In an extensive detail, Scott Shane discussed research on the issue in his book, How Our Genes Influence Our Tendency to Start Businesses. He concluded that some part of entrepreneurship is genetic and the difference in the tendency to become an entrepreneur comes from our DNA. This is true whether we think of entrepreneurs as people who are self-employed, who have started companies, who own their own businesses, or who have been involved in the firm start-up process. Even after taking into consideration the effects of age, gender, income, education, marital status, race, immigration status and genetic effects on the tendency to be an entrepreneur remained high.
In short, all measures of entrepreneurship examined by the researchers showed a solid genetic influence, even after other potential explanations were accounted for. So, perhaps, genetic factors do affect the entrepreneurial inclinations of both men and women after all.

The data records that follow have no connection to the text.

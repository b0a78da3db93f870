//! Core data types for GraphScribe

use chrono::{DateTime, Utc};
use serde::{Deserialize, Serialize};
use serde_json::{Map, Value};

/// Identifier of a collection in the graph service.
///
/// Label/type uniqueness is scoped to a collection, so every lookup and
/// create carries one of these.
#[derive(Debug, Clone, PartialEq, Eq, Hash, Serialize, Deserialize)]
pub struct CollectionId(pub String);

impl CollectionId {
    /// Create a new CollectionId
    pub fn new(id: impl Into<String>) -> Self {
        Self(id.into())
    }

    /// Get the inner string value
    pub fn as_str(&self) -> &str {
        &self.0
    }
}

impl std::fmt::Display for CollectionId {
    fn fmt(&self, f: &mut std::fmt::Formatter<'_>) -> std::fmt::Result {
        write!(f, "{}", self.0)
    }
}

/// Direction of a relationship as seen from its subject entity.
#[derive(Debug, Clone, Copy, PartialEq, Eq, Default, Serialize, Deserialize)]
#[serde(rename_all = "lowercase")]
pub enum Direction {
    #[default]
    Outgoing,
    Incoming,
}

/// An entity as returned by the graph service.
///
/// Ids are opaque strings issued by the service; this worker never invents
/// them. `created_at` is observable and monotonic per entity, which is what
/// the creation-race tie-break relies on.
#[derive(Debug, Clone, Serialize, Deserialize)]
pub struct Entity {
    pub id: String,
    #[serde(rename = "type")]
    pub entity_type: String,
    #[serde(default)]
    pub properties: Map<String, Value>,
    #[serde(default)]
    pub relationships: Vec<Relationship>,
    #[serde(default, skip_serializing_if = "Option::is_none")]
    pub created_at: Option<DateTime<Utc>>,
}

impl Entity {
    /// Read a string property, if present and actually a string.
    pub fn string_property(&self, key: &str) -> Option<&str> {
        self.properties.get(key).and_then(Value::as_str)
    }
}

/// A directed edge attached to an entity.
#[derive(Debug, Clone, Serialize, Deserialize)]
pub struct Relationship {
    pub predicate: String,
    /// Id of the entity on the other end.
    pub peer: String,
    #[serde(default)]
    pub direction: Direction,
    #[serde(default, skip_serializing_if = "Option::is_none")]
    pub peer_label: Option<String>,
    /// Expanded preview of the peer, when the fetch asked for one.
    #[serde(default, skip_serializing_if = "Option::is_none")]
    pub peer_preview: Option<Value>,
    #[serde(default)]
    pub properties: Map<String, Value>,
}

/// A relationship to append through the additive-update endpoint.
///
/// The service upserts these by `(entity, predicate, peer)`, so re-sending
/// a batch is safe.
#[derive(Debug, Clone, Serialize, Deserialize)]
pub struct RelationshipAdd {
    pub predicate: String,
    pub peer: String,
    #[serde(default, skip_serializing_if = "Option::is_none")]
    pub peer_label: Option<String>,
    #[serde(default)]
    pub direction: Direction,
    #[serde(default)]
    pub properties: Map<String, Value>,
}

/// Wire shape for the graph service's batch additive-update ingress.
///
/// Strictly additive: properties deep-merge, relationships upsert, nothing
/// is ever removed.
#[derive(Debug, Clone, Serialize, Deserialize)]
pub struct AdditiveUpdate {
    pub entity_id: String,
    #[serde(default)]
    pub properties: Map<String, Value>,
    #[serde(default)]
    pub relationships_add: Vec<RelationshipAdd>,
}

impl AdditiveUpdate {
    pub fn new(entity_id: impl Into<String>) -> Self {
        Self {
            entity_id: entity_id.into(),
            properties: Map::new(),
            relationships_add: Vec::new(),
        }
    }
}

/// Reference to the source chunk, embedded in every provenance block.
#[derive(Debug, Clone, Serialize, Deserialize)]
pub struct SourceRef {
    pub id: String,
    #[serde(rename = "type")]
    pub entity_type: String,
    pub label: String,
}

/// Outcome of one idempotent check-create round.
#[derive(Debug, Clone, Serialize, Deserialize)]
pub struct CheckCreateResult {
    pub entity_id: String,
    /// True only for the surviving creator; losers of a creation race demote
    /// this to false before returning.
    pub is_new: bool,
    /// Normalized label the entity was registered under.
    pub label: String,
    pub entity_type: String,
}

/// One hit from the exact-match lookup endpoint.
#[derive(Debug, Clone, Serialize, Deserialize)]
pub struct LookupHit {
    pub id: String,
    pub created_at: DateTime<Utc>,
}

/// Request body for entity creation.
#[derive(Debug, Clone, Serialize, Deserialize)]
pub struct CreateEntity {
    #[serde(rename = "type")]
    pub entity_type: String,
    pub collection: String,
    #[serde(default)]
    pub properties: Map<String, Value>,
    /// Ask the service to index the new record before responding, so it is
    /// observable via lookup by the time the call returns.
    #[serde(default, skip_serializing_if = "Option::is_none")]
    pub sync_index: Option<bool>,
}

/// Response body for entity creation.
#[derive(Debug, Clone, Serialize, Deserialize)]
pub struct NewEntity {
    pub id: String,
    pub created_at: DateTime<Utc>,
}

/// A `(label, type)` pair queued for check-create.
#[derive(Debug, Clone, PartialEq, Eq)]
pub struct EntitySpec {
    pub label: String,
    pub entity_type: String,
}

impl EntitySpec {
    pub fn new(label: impl Into<String>, entity_type: impl Into<String>) -> Self {
        Self {
            label: label.into(),
            entity_type: entity_type.into(),
        }
    }
}

/// Digest of the chunk entity handed to prompt composition.
#[derive(Debug, Clone, Serialize, Deserialize)]
pub struct EntityContext {
    pub id: String,
    pub entity_type: String,
    pub label: String,
    #[serde(default, skip_serializing_if = "Option::is_none")]
    pub description: Option<String>,
    /// Remaining properties, minus the text payload itself.
    #[serde(default)]
    pub properties: Map<String, Value>,
    #[serde(default)]
    pub relationships: Vec<Relationship>,
}

impl EntityContext {
    /// Build a prompt context from a fetched entity.
    ///
    /// The text payload (`text`/`content`) is excluded here; it is passed to
    /// the prompt separately and can be large.
    pub fn from_entity(entity: &Entity) -> Self {
        let label = entity
            .string_property("label")
            .unwrap_or(&entity.id)
            .to_string();
        let description = entity.string_property("description").map(str::to_string);

        let mut properties = Map::new();
        for (key, value) in &entity.properties {
            match key.as_str() {
                "text" | "content" | "label" | "description" => {}
                _ => {
                    properties.insert(key.clone(), value.clone());
                }
            }
        }

        Self {
            id: entity.id.clone(),
            entity_type: entity.entity_type.clone(),
            label,
            description,
            properties,
            relationships: entity.relationships.clone(),
        }
    }
}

Genetic effects on entrepreneurial endeavours must, however, be indirect. Research suggests several different mechanisms by which our genes exert their influence, including working through your activity level, cognitive skills, and personality. This suggests that our DNA might well be influencing the odds that we become entrepreneurs by affecting our ability to identify new business opportunities.

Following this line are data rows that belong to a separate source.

//! In-memory implementation of GraphApi for testing and development
//!
//! Faithful enough to exercise the full pipeline: case-insensitive
//! exact-match lookup scoped to a collection, additive updates that upsert
//! relationships by `(entity, predicate, peer)` and deep-merge property
//! bags, and a configurable indexing delay that reproduces the eventually
//! consistent lookup of the real service. Creates with `sync_index` are
//! visible immediately; everything else surfaces only after the lag.

use async_trait::async_trait;
use chrono::{DateTime, Utc};
use graphscribe_core::errors::GraphError;
use graphscribe_core::traits::GraphApi;
use graphscribe_core::types::{
    AdditiveUpdate, CollectionId, CreateEntity, Entity, LookupHit, NewEntity, Relationship,
    RelationshipAdd,
};
use serde_json::{json, Map, Value};
use std::collections::HashMap;
use std::sync::atomic::{AtomicU64, AtomicUsize, Ordering};
use std::sync::Arc;
use std::time::{Duration, Instant};
use tokio::sync::RwLock;
use tracing::debug;
use uuid::Uuid;

/// Configuration for the in-memory graph
#[derive(Debug, Clone)]
pub struct MemoryGraphConfig {
    /// How long a non-synced create stays invisible to lookups.
    pub index_lag: Duration,
    /// Whether to log every operation.
    pub verbose: bool,
}

impl Default for MemoryGraphConfig {
    fn default() -> Self {
        Self {
            index_lag: Duration::ZERO,
            verbose: false,
        }
    }
}

#[derive(Debug, Clone)]
struct StoredEntity {
    id: String,
    entity_type: String,
    collection: Option<String>,
    properties: Map<String, Value>,
    relationships: Vec<RelationshipAdd>,
    created_at: DateTime<Utc>,
    /// When this entity becomes observable through lookup.
    visible_at: Instant,
}

#[derive(Default)]
struct MemoryStore {
    entities: HashMap<String, StoredEntity>,
    /// Index: collection -> entity ids, in creation order.
    by_collection: HashMap<String, Vec<String>>,
    /// Out-of-band text payloads, keyed by entity id.
    content: HashMap<String, String>,
}

/// Call counters, for tests that assert on API traffic.
#[derive(Debug, Default)]
pub struct CallCounts {
    pub lookups: AtomicU64,
    pub creates: AtomicU64,
    pub deletes: AtomicU64,
    pub update_batches: AtomicU64,
    /// Largest additive-update batch observed.
    pub max_update_batch: AtomicUsize,
}

/// In-memory GraphApi implementation
pub struct MemoryGraph {
    store: Arc<RwLock<MemoryStore>>,
    config: MemoryGraphConfig,
    counts: CallCounts,
}

impl MemoryGraph {
    pub fn new() -> Self {
        Self::with_config(MemoryGraphConfig::default())
    }

    pub fn with_config(config: MemoryGraphConfig) -> Self {
        Self {
            store: Arc::new(RwLock::new(MemoryStore::default())),
            config,
            counts: CallCounts::default(),
        }
    }

    pub fn counts(&self) -> &CallCounts {
        &self.counts
    }

    /// Seed an entity directly, bypassing lag and counters. Returns its id.
    pub async fn seed_entity(
        &self,
        entity_type: &str,
        collection: Option<&str>,
        properties: Map<String, Value>,
    ) -> String {
        let id = format!("ent_{}", Uuid::new_v4().simple());
        let mut store = self.store.write().await;
        if let Some(collection) = collection {
            store
                .by_collection
                .entry(collection.to_string())
                .or_default()
                .push(id.clone());
        }
        store.entities.insert(
            id.clone(),
            StoredEntity {
                id: id.clone(),
                entity_type: entity_type.to_string(),
                collection: collection.map(str::to_string),
                properties,
                relationships: Vec::new(),
                created_at: Utc::now(),
                visible_at: Instant::now(),
            },
        );
        id
    }

    /// Attach an out-of-band text payload to an entity.
    pub async fn seed_content(&self, id: &str, text: &str) {
        self.store
            .write()
            .await
            .content
            .insert(id.to_string(), text.to_string());
    }

    /// Snapshot of one entity, for assertions.
    pub async fn entity(&self, id: &str) -> Option<Entity> {
        let store = self.store.read().await;
        store.entities.get(id).map(to_entity)
    }

    /// All entities in a collection whose stored label matches (exactly,
    /// case-insensitively), regardless of index visibility.
    pub async fn entities_labelled(
        &self,
        collection: &str,
        label: &str,
        entity_type: &str,
    ) -> Vec<Entity> {
        let store = self.store.read().await;
        let Some(ids) = store.by_collection.get(collection) else {
            return Vec::new();
        };
        ids.iter()
            .filter_map(|id| store.entities.get(id))
            .filter(|e| {
                e.entity_type == entity_type
                    && e.properties
                        .get("label")
                        .and_then(Value::as_str)
                        .is_some_and(|l| l.eq_ignore_ascii_case(label))
            })
            .map(to_entity)
            .collect()
    }

    /// Total number of entities in the store.
    pub async fn entity_count(&self) -> usize {
        self.store.read().await.entities.len()
    }
}

impl Default for MemoryGraph {
    fn default() -> Self {
        Self::new()
    }
}

fn to_entity(stored: &StoredEntity) -> Entity {
    Entity {
        id: stored.id.clone(),
        entity_type: stored.entity_type.clone(),
        properties: stored.properties.clone(),
        relationships: stored
            .relationships
            .iter()
            .map(|r| Relationship {
                predicate: r.predicate.clone(),
                peer: r.peer.clone(),
                direction: r.direction,
                peer_label: r.peer_label.clone(),
                peer_preview: None,
                properties: r.properties.clone(),
            })
            .collect(),
        created_at: Some(stored.created_at),
    }
}

/// Deep-merge `incoming` into `existing`: objects recurse, everything else
/// overwrites. Nothing is ever removed.
fn merge_value(existing: &mut Value, incoming: &Value) {
    match (existing, incoming) {
        (Value::Object(base), Value::Object(overlay)) => {
            for (key, value) in overlay {
                match base.get_mut(key) {
                    Some(slot) => merge_value(slot, value),
                    None => {
                        base.insert(key.clone(), value.clone());
                    }
                }
            }
        }
        (slot, value) => *slot = value.clone(),
    }
}

#[async_trait]
impl GraphApi for MemoryGraph {
    async fn get_entity(&self, id: &str, expand_previews: bool) -> Result<Entity, GraphError> {
        let store = self.store.read().await;
        let stored = store
            .entities
            .get(id)
            .ok_or_else(|| GraphError::NotFound(id.to_string()))?;
        let mut entity = to_entity(stored);
        if expand_previews {
            for rel in &mut entity.relationships {
                if let Some(peer) = store.entities.get(&rel.peer) {
                    rel.peer_preview = Some(json!({
                        "type": peer.entity_type,
                        "label": peer.properties.get("label").cloned().unwrap_or(Value::Null),
                    }));
                }
            }
        }
        Ok(entity)
    }

    async fn lookup(
        &self,
        collection: &CollectionId,
        label: &str,
        entity_type: &str,
        limit: u32,
    ) -> Result<Vec<LookupHit>, GraphError> {
        self.counts.lookups.fetch_add(1, Ordering::SeqCst);
        let now = Instant::now();
        let store = self.store.read().await;
        let Some(ids) = store.by_collection.get(collection.as_str()) else {
            return Ok(Vec::new());
        };
        let hits: Vec<LookupHit> = ids
            .iter()
            .filter_map(|id| store.entities.get(id))
            .filter(|e| {
                e.visible_at <= now
                    && e.entity_type == entity_type
                    && e.properties
                        .get("label")
                        .and_then(Value::as_str)
                        .is_some_and(|l| l.eq_ignore_ascii_case(label))
            })
            .take(limit as usize)
            .map(|e| LookupHit {
                id: e.id.clone(),
                created_at: e.created_at,
            })
            .collect();
        if self.config.verbose {
            debug!(label, hits = hits.len(), "lookup");
        }
        Ok(hits)
    }

    async fn create_entity(&self, create: CreateEntity) -> Result<NewEntity, GraphError> {
        self.counts.creates.fetch_add(1, Ordering::SeqCst);
        let id = format!("ent_{}", Uuid::new_v4().simple());
        let created_at = Utc::now();
        let visible_at = if create.sync_index.unwrap_or(false) {
            Instant::now()
        } else {
            Instant::now() + self.config.index_lag
        };

        let mut store = self.store.write().await;
        store
            .by_collection
            .entry(create.collection.clone())
            .or_default()
            .push(id.clone());
        store.entities.insert(
            id.clone(),
            StoredEntity {
                id: id.clone(),
                entity_type: create.entity_type,
                collection: Some(create.collection),
                properties: create.properties,
                relationships: Vec::new(),
                created_at,
                visible_at,
            },
        );
        if self.config.verbose {
            debug!(id = %id, "created entity");
        }
        Ok(NewEntity { id, created_at })
    }

    async fn delete_entity(&self, id: &str) -> Result<(), GraphError> {
        self.counts.deletes.fetch_add(1, Ordering::SeqCst);
        let mut store = self.store.write().await;
        let stored = store
            .entities
            .remove(id)
            .ok_or_else(|| GraphError::NotFound(id.to_string()))?;
        if let Some(collection) = &stored.collection {
            if let Some(ids) = store.by_collection.get_mut(collection) {
                ids.retain(|existing| existing != id);
            }
        }
        Ok(())
    }

    async fn additive_update(&self, updates: &[AdditiveUpdate]) -> Result<u64, GraphError> {
        self.counts.update_batches.fetch_add(1, Ordering::SeqCst);
        self.counts
            .max_update_batch
            .fetch_max(updates.len(), Ordering::SeqCst);
        if updates.len() > 1000 {
            return Err(GraphError::Api {
                status: 413,
                body: format!("batch of {} exceeds the 1000-entry cap", updates.len()),
            });
        }

        let mut store = self.store.write().await;
        let mut accepted = 0u64;
        for update in updates {
            // Unknown targets get a stub so edges always attach; the real
            // service upserts the same way.
            let stored = store
                .entities
                .entry(update.entity_id.clone())
                .or_insert_with(|| StoredEntity {
                    id: update.entity_id.clone(),
                    entity_type: "unknown".to_string(),
                    collection: None,
                    properties: Map::new(),
                    relationships: Vec::new(),
                    created_at: Utc::now(),
                    visible_at: Instant::now(),
                });

            for (key, value) in &update.properties {
                match stored.properties.get_mut(key) {
                    Some(slot) => merge_value(slot, value),
                    None => {
                        stored.properties.insert(key.clone(), value.clone());
                    }
                }
            }

            for add in &update.relationships_add {
                match stored
                    .relationships
                    .iter_mut()
                    .find(|r| r.predicate == add.predicate && r.peer == add.peer)
                {
                    Some(existing) => {
                        let mut bag = Value::Object(existing.properties.clone());
                        merge_value(&mut bag, &Value::Object(add.properties.clone()));
                        if let Value::Object(merged) = bag {
                            existing.properties = merged;
                        }
                    }
                    None => stored.relationships.push(add.clone()),
                }
            }
            accepted += 1;
        }
        Ok(accepted)
    }

    async fn fetch_content(&self, id: &str, _key: &str) -> Result<String, GraphError> {
        let store = self.store.read().await;
        store
            .content
            .get(id)
            .cloned()
            .ok_or_else(|| GraphError::NotFound(format!("no content for {id}")))
    }
}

How do our genes influence the tendency to become an entrepreneur? After all, there is no start-up gene, and no babies are born knowing how to write business plans or seek venture capital. So genetic effects on entrepreneurial endeavours must be indirect. Studies suggest several different mechanisms by which our genes exert their influence, including working through your activity level, cognitive skills and personality.

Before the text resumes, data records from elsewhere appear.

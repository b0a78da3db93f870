//! Gemini connector for GraphScribe extraction calls
//!
//! One `call` is one logical request: per-attempt timeout, up to three
//! retries with exponential backoff on transient failures, token usage and
//! cost accounting on success.

use async_trait::async_trait;
use graphscribe_core::errors::LlmError;
use graphscribe_core::traits::{LlmClient, LlmResponse};
use reqwest::Client;
use std::time::Duration;
use tracing::{debug, warn};

mod config;
mod models;

pub use config::GeminiConfig;
use models::*;

const MILLION: f64 = 1_000_000.0;

/// Gemini implementation of LlmClient
pub struct GeminiClient {
    client: Client,
    config: GeminiConfig,
}

impl GeminiClient {
    /// Create a new Gemini client
    pub fn new(config: GeminiConfig) -> Result<Self, LlmError> {
        if config.api_key.is_empty() {
            return Err(LlmError::ConfigError("Gemini API key is empty".to_string()));
        }
        // Timeouts are enforced per attempt around the whole future, not by
        // the transport.
        let client = Client::builder()
            .build()
            .map_err(|e| LlmError::ConfigError(format!("failed to create HTTP client: {e}")))?;
        Ok(Self { client, config })
    }

    /// Backoff before retry `attempt` (0-based): `min(base · 2^attempt, cap)`.
    pub fn backoff_delay(&self, attempt: u32) -> Duration {
        let base = self.config.backoff_base_ms;
        let delay = base.saturating_mul(1u64 << attempt.min(32));
        Duration::from_millis(delay.min(self.config.backoff_cap_ms))
    }

    fn request_url(&self) -> String {
        format!(
            "{}/models/{}:generateContent?key={}",
            self.config.api_base.trim_end_matches('/'),
            self.config.model,
            self.config.api_key
        )
    }

    async fn attempt(&self, system_prompt: &str, user_prompt: &str) -> Result<LlmResponse, LlmError> {
        let request = GenerateContentRequest {
            system_instruction: Some(Content::new_system(system_prompt)),
            contents: vec![Content::new_user(user_prompt)],
            generation_config: Some(GenerationConfig {
                temperature: self.config.temperature,
                max_output_tokens: self.config.max_output_tokens,
                response_mime_type: Some("application/json".to_string()),
            }),
        };

        let response = self
            .client
            .post(self.request_url())
            .json(&request)
            .send()
            .await
            .map_err(|e| LlmError::Network(e.to_string()))?;

        let status = response.status();
        if !status.is_success() {
            let body = response
                .text()
                .await
                .unwrap_or_else(|_| "unreadable body".to_string());
            return Err(LlmError::Api {
                status: status.as_u16(),
                body,
            });
        }

        let decoded: GenerateContentResponse = response
            .json()
            .await
            .map_err(|e| LlmError::ResponseParse(e.to_string()))?;

        // Text of the first candidate, thought parts excluded.
        let content: String = decoded
            .candidates
            .first()
            .and_then(|c| c.content.as_ref())
            .map(|content| {
                content
                    .parts
                    .iter()
                    .filter(|p| !p.thought.unwrap_or(false))
                    .filter_map(|p| p.text.as_deref())
                    .collect()
            })
            .unwrap_or_default();

        if content.is_empty() {
            return Err(LlmError::ResponseParse(
                "no text in first candidate".to_string(),
            ));
        }

        let usage = decoded.usage_metadata.unwrap_or_default();
        let cost_usd = f64::from(usage.prompt_token_count) / MILLION
            * self.config.input_cost_per_mtok
            + f64::from(usage.candidates_token_count) / MILLION * self.config.output_cost_per_mtok;

        Ok(LlmResponse {
            content,
            prompt_tokens: usage.prompt_token_count,
            completion_tokens: usage.candidates_token_count,
            total_tokens: usage.total_token_count,
            cost_usd,
        })
    }
}

#[async_trait]
impl LlmClient for GeminiClient {
    async fn call(
        &self,
        system_prompt: &str,
        user_prompt: &str,
    ) -> Result<LlmResponse, LlmError> {
        let per_attempt = Duration::from_millis(self.config.timeout_ms);
        let mut attempt = 0u32;
        loop {
            let outcome =
                tokio::time::timeout(per_attempt, self.attempt(system_prompt, user_prompt)).await;
            let error = match outcome {
                Ok(Ok(response)) => {
                    debug!(
                        attempt,
                        prompt_tokens = response.prompt_tokens,
                        completion_tokens = response.completion_tokens,
                        "model call succeeded"
                    );
                    return Ok(response);
                }
                Ok(Err(e)) => e,
                Err(_) => LlmError::Timeout,
            };

            if attempt >= self.config.max_retries || !error.is_transient() {
                return Err(error);
            }
            let delay = self.backoff_delay(attempt);
            warn!(
                attempt,
                delay_ms = delay.as_millis() as u64,
                error = %error,
                "transient model failure, backing off"
            );
            tokio::time::sleep(delay).await;
            attempt += 1;
        }
    }
}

It is through one’s personality that the genes exert their greatest influence on the tendency to start businesses. Psychologists have studied a variety of personality traits and their effects on the odds of becoming an entrepreneur.  Now, based on the conclusion of their study, they believe that the most important of these are the OCEAN personality dimensions. 
A first dimension in the OCEAN model is an openness to experience. People with this trait tend to be imaginative, creative, curious, and inventive. There are some compelling shreds of evidence that the chances of starting a business are affected by the same genes that predispose people to be open to experience, suggesting that one reason people become entrepreneurs is because they are endowed with genetically influenced levels of a trait that is useful in the firm creation process. 
Another personality dimension is conscientiousness. People with this trait tend to tilt toward perseverance, persistence, thoroughness, responsibility, and dependability. Some portion of conscientiousness is inborn. Empirical research provides evidence of this idea; a meta-analysis showed that entrepreneurs are more conscientious than managers.
Extraversion is a personality trait that captures how sociable, outspoken and outgoing you are. Studies have shown that the connection between extraversion and the tendency to start a business comes from the same genetic factors.
A fourth personality dimension is agreeableness. People with this characteristic tend to be cheerful, courteous, trusting, cooperative, kind, and altruistic. Agreeable people are less likely than others to become entrepreneurs because they are not as inclined to pursue their own self-interest or drive difficult bargains.
Neuroticism is another partially inherited personality trait that influences entrepreneurship. These genes also might affect whether or not you start a business because entrepreneurs need emotional stability and a high tolerance for stress to cope with the hard work, significant risks, social isolation, pressure, insecurity, and personal financial difficulties that are inherent challenges that come with running one’s own business..
In summary, it is a reality that every man has the innate potential to become an entrepreneur and only needs the right nurture to growth these potentials.